The Case-Shiller index for the Los Angeles metro rose a tad in August and is up 6.2% year-over-year (down from the 6.5% pace in July). Between January 2000 and July 2006, the index had ballooned 174% before its collapse. The index now exceeds the nutty sugar-loaf peak of Housing Bubble 1 by 3.5%:
Condo prices in the New York City metro jumped 1.4% in August from July, after several months of declines, according to the Case-Shiller condo index. This took the index back to the February level. It remains down a bit from the peak in March, but is up 1.3% year-over-year.
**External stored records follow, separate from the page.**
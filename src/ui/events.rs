use anyhow::Result;
use crossterm::event::{self, Event, KeyCode, KeyEvent, KeyEventKind};
use std::time::Duration;
use tokio::sync::mpsc;

#[derive(Debug, Clone, PartialEq)]
pub enum AppEvent {
    // UI events
    Quit,
    Tick,
    Render,
    SwitchPane,

    // Playback events
    TogglePlayPause,
    Stop,
    NextTrack,
    PreviousTrack,

    // Navigation events
    Up,
    Down,
    Left,
    Right,
    Enter,

    // Volume events
    VolumeUp,
    VolumeDown,

    // Playlist events
    ToggleShuffle,
    ToggleRepeat,

    // Equalizer events
    ApplyEqualizer,

    // Library events
    RefreshLibrary,
}

pub struct EventHandler {
    event_sender: mpsc::UnboundedSender<AppEvent>,
    event_receiver: mpsc::UnboundedReceiver<AppEvent>,
}

impl EventHandler {
    pub fn new() -> Self {
        let (event_sender, event_receiver) = mpsc::unbounded_channel();

        Self {
            event_sender,
            event_receiver,
        }
    }

    pub fn sender(&self) -> mpsc::UnboundedSender<AppEvent> {
        self.event_sender.clone()
    }

    pub async fn next_event(&mut self) -> Option<AppEvent> {
        self.event_receiver.recv().await
    }

    /// Poll the terminal and forward key events; spawned once by the app so
    /// the main loop stays a plain receiver.
    pub async fn poll_loop(sender: mpsc::UnboundedSender<AppEvent>) -> Result<()> {
        loop {
            if event::poll(Duration::from_millis(50))? {
                match event::read()? {
                    Event::Key(key) => {
                        if key.kind == KeyEventKind::Press {
                            if let Some(app_event) = key_to_app_event(key) {
                                if sender.send(app_event).is_err() {
                                    return Ok(());
                                }
                            }
                        }
                    }
                    Event::Resize(_, _) => {
                        let _ = sender.send(AppEvent::Render);
                    }
                    _ => {}
                }
            }

            // Periodic tick drives completion polling and redraws
            if sender.send(AppEvent::Tick).is_err() {
                return Ok(());
            }
            tokio::time::sleep(Duration::from_millis(100)).await;
        }
    }
}

fn key_to_app_event(key: KeyEvent) -> Option<AppEvent> {
    match key.code {
        // Quit
        KeyCode::Char('q') | KeyCode::Esc => Some(AppEvent::Quit),

        // Playback controls
        KeyCode::Char(' ') => Some(AppEvent::TogglePlayPause),
        KeyCode::Char('s') => Some(AppEvent::Stop),
        KeyCode::Char('n') => Some(AppEvent::NextTrack),
        KeyCode::Char('b') => Some(AppEvent::PreviousTrack),

        // Navigation
        KeyCode::Up => Some(AppEvent::Up),
        KeyCode::Down => Some(AppEvent::Down),
        KeyCode::Left => Some(AppEvent::Left),
        KeyCode::Right => Some(AppEvent::Right),
        KeyCode::Enter => Some(AppEvent::Enter),
        KeyCode::Tab => Some(AppEvent::SwitchPane),

        // Volume
        KeyCode::Char('+') | KeyCode::Char('=') => Some(AppEvent::VolumeUp),
        KeyCode::Char('-') => Some(AppEvent::VolumeDown),

        // Playlist controls
        KeyCode::Char('z') => Some(AppEvent::ToggleShuffle),
        KeyCode::Char('r') => Some(AppEvent::ToggleRepeat),

        // Equalizer
        KeyCode::Char('e') => Some(AppEvent::ApplyEqualizer),

        // Library
        KeyCode::F(5) => Some(AppEvent::RefreshLibrary),

        _ => None,
    }
}

impl Default for EventHandler {
    fn default() -> Self {
        Self::new()
    }
}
Note the rough flat spot at the top now extending back through February this year:
The Case-Shiller data covers other cities that have not yet reached prior bubble highs, such as Miami and Las Vegas, and so these cities don’t yet fit into the theme here of the “Most Splendid Housing Bubbles in America.” Some day they might. But by then, the index for some of our lead contenders here might already be heading south. And this would be typical too: during Housing Bust 1, prices in some cities turned in early 2006 and in others in the latter part of 2007.
However, there are many equally or even more splendid housing bubbles in cities that the Case-Shiller data does not cover, such as the blisteringly hot Nashville metro. So these cities cannot be included here. We miss their continued absence.